### Problem description
Show each line of the records in which the word "HasUsage" occurs.

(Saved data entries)

----

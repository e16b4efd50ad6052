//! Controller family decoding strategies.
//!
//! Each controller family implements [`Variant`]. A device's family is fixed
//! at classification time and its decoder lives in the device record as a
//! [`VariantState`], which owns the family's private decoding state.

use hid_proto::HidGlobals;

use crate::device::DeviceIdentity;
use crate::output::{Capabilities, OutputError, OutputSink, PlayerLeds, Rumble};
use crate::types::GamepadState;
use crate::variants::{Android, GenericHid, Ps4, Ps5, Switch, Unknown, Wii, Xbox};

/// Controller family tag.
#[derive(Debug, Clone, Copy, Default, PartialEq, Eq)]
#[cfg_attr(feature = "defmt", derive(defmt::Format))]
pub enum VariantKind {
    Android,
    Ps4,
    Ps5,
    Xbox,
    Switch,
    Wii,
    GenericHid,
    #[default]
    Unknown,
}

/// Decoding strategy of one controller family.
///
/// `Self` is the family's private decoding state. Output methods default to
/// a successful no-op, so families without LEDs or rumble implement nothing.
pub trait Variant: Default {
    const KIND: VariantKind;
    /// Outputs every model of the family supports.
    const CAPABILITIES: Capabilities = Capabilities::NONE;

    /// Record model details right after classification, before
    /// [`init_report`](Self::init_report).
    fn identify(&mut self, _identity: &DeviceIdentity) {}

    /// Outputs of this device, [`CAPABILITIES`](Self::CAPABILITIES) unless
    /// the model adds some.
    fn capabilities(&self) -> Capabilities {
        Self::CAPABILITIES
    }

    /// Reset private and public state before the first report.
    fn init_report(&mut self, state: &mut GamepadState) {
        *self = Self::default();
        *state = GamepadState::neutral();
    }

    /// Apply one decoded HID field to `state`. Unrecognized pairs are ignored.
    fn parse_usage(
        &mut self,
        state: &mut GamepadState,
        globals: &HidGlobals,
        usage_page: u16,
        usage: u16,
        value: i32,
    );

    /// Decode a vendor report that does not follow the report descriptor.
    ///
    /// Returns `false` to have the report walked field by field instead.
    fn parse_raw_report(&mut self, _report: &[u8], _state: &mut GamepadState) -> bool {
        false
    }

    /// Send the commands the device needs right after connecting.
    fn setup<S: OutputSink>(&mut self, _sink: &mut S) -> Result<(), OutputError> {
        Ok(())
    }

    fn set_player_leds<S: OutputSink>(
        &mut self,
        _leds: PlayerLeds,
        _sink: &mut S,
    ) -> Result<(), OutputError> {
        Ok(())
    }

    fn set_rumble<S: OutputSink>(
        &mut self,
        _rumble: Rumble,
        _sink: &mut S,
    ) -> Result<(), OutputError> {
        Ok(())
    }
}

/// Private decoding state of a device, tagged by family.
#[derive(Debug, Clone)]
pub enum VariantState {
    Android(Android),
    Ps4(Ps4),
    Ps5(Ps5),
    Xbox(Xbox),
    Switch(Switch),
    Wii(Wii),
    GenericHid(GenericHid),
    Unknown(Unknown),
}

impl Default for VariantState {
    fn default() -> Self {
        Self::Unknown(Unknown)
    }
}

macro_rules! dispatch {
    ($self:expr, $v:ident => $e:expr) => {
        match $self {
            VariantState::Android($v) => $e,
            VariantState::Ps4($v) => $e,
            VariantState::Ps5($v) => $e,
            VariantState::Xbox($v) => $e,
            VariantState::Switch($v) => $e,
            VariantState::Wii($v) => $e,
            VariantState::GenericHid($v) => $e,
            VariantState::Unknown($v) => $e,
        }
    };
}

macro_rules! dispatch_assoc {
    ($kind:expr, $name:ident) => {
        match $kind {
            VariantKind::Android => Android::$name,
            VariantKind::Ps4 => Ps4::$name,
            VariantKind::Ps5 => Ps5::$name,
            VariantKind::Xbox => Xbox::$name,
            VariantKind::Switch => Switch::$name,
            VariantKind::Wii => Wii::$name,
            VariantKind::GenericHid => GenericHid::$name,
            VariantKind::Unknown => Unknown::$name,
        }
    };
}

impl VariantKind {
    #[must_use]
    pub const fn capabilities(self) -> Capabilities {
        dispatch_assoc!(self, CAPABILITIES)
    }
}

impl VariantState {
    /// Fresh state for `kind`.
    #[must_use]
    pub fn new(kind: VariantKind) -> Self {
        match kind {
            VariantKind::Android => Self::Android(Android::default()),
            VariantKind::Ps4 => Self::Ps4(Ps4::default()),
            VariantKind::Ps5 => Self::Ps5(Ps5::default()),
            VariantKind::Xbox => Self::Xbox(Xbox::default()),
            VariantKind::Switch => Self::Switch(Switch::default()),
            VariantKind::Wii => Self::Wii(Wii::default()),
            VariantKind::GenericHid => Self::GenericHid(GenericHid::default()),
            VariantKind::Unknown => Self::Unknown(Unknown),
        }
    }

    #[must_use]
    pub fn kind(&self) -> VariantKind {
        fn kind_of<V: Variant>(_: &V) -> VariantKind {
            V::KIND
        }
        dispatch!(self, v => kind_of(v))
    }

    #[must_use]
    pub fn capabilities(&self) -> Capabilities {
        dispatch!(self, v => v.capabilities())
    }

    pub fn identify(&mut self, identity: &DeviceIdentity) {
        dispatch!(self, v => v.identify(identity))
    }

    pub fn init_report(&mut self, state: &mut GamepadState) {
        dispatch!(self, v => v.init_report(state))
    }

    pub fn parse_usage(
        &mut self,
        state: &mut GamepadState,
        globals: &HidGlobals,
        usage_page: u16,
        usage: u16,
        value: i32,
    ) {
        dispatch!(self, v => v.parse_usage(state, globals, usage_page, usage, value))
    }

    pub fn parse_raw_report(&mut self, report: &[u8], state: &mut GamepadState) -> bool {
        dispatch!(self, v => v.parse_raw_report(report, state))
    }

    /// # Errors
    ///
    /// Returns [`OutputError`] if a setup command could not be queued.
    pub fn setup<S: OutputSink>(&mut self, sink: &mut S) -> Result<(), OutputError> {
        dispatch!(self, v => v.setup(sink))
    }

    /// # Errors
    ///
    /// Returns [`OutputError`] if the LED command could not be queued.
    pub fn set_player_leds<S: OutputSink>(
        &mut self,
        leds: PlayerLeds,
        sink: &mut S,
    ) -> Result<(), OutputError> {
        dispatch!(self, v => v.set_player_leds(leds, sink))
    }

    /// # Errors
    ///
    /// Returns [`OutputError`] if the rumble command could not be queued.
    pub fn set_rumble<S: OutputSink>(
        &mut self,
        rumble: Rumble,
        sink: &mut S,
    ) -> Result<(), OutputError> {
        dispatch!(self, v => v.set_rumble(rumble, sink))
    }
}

----

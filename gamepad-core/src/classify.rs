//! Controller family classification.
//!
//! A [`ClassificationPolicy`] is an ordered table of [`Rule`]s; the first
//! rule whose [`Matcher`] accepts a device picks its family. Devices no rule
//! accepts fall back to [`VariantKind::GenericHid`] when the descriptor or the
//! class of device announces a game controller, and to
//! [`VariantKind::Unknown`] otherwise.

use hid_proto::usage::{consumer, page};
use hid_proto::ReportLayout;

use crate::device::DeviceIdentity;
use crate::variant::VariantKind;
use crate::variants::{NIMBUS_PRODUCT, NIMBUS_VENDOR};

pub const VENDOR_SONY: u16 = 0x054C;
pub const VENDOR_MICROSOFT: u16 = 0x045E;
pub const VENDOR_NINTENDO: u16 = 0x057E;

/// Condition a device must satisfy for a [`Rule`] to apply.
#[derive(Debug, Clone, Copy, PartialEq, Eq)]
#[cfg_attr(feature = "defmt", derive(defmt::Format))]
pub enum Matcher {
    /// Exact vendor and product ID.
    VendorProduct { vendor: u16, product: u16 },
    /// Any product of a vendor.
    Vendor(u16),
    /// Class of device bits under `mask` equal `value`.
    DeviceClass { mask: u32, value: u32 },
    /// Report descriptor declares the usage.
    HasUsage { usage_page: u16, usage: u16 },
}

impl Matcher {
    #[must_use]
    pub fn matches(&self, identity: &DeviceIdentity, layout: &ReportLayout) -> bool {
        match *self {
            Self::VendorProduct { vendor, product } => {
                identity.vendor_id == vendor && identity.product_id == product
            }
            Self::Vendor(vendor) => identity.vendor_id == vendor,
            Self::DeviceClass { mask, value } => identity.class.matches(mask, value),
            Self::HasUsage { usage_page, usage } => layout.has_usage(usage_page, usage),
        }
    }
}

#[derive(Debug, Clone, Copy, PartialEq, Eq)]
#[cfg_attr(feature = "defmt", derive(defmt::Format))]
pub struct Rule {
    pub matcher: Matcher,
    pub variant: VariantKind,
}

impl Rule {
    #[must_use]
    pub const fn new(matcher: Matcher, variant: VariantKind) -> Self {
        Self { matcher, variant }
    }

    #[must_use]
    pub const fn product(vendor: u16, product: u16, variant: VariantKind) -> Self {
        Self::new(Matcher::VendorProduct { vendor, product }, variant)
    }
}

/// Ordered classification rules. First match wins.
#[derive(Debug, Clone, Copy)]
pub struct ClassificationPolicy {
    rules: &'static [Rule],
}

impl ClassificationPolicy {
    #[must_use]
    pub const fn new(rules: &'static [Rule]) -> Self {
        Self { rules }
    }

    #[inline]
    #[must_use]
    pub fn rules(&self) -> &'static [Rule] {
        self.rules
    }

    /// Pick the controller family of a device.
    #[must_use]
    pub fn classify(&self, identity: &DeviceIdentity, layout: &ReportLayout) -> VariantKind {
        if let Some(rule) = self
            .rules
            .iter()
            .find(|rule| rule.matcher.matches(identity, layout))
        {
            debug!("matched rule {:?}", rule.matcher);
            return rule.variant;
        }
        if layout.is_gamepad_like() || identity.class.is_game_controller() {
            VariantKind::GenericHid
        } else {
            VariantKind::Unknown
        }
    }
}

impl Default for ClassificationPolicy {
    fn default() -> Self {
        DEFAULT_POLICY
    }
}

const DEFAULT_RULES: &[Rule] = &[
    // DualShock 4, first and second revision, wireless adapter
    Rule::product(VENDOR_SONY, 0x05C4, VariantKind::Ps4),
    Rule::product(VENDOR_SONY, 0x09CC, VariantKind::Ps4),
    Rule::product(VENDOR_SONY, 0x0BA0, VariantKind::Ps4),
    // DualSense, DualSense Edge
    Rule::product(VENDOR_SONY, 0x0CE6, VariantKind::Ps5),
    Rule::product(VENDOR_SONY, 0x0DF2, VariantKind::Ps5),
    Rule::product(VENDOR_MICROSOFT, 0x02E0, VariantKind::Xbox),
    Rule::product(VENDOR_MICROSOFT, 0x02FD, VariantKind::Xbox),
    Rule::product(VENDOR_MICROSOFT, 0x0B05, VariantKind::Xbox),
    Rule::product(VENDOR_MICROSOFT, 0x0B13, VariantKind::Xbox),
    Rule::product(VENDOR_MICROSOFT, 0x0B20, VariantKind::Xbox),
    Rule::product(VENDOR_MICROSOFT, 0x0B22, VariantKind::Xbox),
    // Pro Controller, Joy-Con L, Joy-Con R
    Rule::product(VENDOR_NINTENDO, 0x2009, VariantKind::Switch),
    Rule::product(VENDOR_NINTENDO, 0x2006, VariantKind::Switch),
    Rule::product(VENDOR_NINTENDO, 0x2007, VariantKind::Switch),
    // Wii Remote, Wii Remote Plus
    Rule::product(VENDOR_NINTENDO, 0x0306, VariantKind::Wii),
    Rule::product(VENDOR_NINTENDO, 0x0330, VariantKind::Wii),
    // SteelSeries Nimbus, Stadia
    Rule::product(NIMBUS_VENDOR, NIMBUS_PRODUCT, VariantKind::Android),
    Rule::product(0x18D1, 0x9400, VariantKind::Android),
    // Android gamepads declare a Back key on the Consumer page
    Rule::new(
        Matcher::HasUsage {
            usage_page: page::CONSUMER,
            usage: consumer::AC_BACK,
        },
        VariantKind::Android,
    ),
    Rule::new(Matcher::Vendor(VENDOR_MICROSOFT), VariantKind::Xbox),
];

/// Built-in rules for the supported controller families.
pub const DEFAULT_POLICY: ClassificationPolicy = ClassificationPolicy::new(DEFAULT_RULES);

----

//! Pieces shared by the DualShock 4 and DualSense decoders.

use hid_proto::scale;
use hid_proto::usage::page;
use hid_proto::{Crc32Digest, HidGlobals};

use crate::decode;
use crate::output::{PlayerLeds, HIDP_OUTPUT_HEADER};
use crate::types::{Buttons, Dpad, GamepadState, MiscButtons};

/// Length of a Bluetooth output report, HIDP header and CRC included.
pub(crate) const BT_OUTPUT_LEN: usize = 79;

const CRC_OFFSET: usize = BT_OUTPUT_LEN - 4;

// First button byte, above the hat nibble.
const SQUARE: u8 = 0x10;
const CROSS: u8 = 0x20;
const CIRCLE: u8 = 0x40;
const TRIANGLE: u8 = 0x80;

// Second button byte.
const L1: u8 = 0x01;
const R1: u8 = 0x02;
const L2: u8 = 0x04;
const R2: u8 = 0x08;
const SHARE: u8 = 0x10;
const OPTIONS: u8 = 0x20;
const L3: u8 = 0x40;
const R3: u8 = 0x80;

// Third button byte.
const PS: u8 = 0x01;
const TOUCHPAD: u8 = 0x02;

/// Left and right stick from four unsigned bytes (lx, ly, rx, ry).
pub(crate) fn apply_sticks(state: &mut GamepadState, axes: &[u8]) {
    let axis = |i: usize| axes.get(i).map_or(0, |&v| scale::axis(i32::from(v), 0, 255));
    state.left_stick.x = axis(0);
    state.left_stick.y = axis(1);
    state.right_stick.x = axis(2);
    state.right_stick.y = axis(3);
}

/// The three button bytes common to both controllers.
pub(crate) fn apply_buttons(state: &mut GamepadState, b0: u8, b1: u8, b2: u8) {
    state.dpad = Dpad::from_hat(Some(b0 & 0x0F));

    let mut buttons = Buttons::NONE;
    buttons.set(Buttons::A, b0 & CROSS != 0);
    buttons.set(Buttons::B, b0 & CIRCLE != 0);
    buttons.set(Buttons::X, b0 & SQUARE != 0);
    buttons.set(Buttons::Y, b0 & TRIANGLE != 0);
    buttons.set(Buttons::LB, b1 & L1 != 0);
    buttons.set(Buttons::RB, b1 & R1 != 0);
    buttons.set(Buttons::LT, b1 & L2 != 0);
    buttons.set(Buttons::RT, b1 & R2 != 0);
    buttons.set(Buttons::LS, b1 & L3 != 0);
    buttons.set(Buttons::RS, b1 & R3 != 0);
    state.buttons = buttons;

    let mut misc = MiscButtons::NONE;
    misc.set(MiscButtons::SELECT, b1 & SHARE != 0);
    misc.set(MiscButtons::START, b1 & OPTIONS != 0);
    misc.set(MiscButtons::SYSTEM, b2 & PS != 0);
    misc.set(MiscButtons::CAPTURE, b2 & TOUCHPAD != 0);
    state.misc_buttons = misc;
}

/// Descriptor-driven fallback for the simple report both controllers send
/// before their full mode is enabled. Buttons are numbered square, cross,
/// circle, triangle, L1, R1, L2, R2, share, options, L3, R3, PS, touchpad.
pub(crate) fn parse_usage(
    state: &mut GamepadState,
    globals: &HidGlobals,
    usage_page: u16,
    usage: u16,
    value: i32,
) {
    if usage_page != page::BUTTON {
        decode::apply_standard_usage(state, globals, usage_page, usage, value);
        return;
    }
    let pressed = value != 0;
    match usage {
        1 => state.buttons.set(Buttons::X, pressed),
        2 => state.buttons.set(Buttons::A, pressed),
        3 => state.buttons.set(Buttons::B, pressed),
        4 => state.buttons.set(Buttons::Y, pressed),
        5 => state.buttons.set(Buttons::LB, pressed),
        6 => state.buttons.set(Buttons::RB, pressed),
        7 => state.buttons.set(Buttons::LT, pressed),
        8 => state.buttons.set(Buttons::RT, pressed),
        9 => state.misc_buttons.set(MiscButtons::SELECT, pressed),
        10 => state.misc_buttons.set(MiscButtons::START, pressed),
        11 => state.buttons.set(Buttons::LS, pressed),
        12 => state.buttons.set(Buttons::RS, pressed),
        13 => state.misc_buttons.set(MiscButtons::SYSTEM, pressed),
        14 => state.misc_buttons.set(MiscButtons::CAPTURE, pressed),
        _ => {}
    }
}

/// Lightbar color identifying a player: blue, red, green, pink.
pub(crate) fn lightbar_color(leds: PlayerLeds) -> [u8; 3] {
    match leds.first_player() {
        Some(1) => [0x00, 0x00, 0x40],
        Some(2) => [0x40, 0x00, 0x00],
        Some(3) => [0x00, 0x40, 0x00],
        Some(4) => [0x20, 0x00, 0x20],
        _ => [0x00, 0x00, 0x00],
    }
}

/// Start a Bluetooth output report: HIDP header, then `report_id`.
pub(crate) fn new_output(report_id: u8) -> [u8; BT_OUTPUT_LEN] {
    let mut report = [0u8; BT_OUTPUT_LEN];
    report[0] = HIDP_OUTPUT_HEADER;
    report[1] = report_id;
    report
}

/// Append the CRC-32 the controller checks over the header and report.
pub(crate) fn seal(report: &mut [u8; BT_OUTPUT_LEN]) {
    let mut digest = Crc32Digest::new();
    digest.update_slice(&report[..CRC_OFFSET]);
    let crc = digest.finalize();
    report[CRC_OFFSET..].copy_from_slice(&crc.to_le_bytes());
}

----

### Answer section
    HasUsage { usage_page: u16, usage: u16 },
            Self::HasUsage { usage_page, usage } => layout.has_usage(usage_page, usage),
        Matcher::HasUsage {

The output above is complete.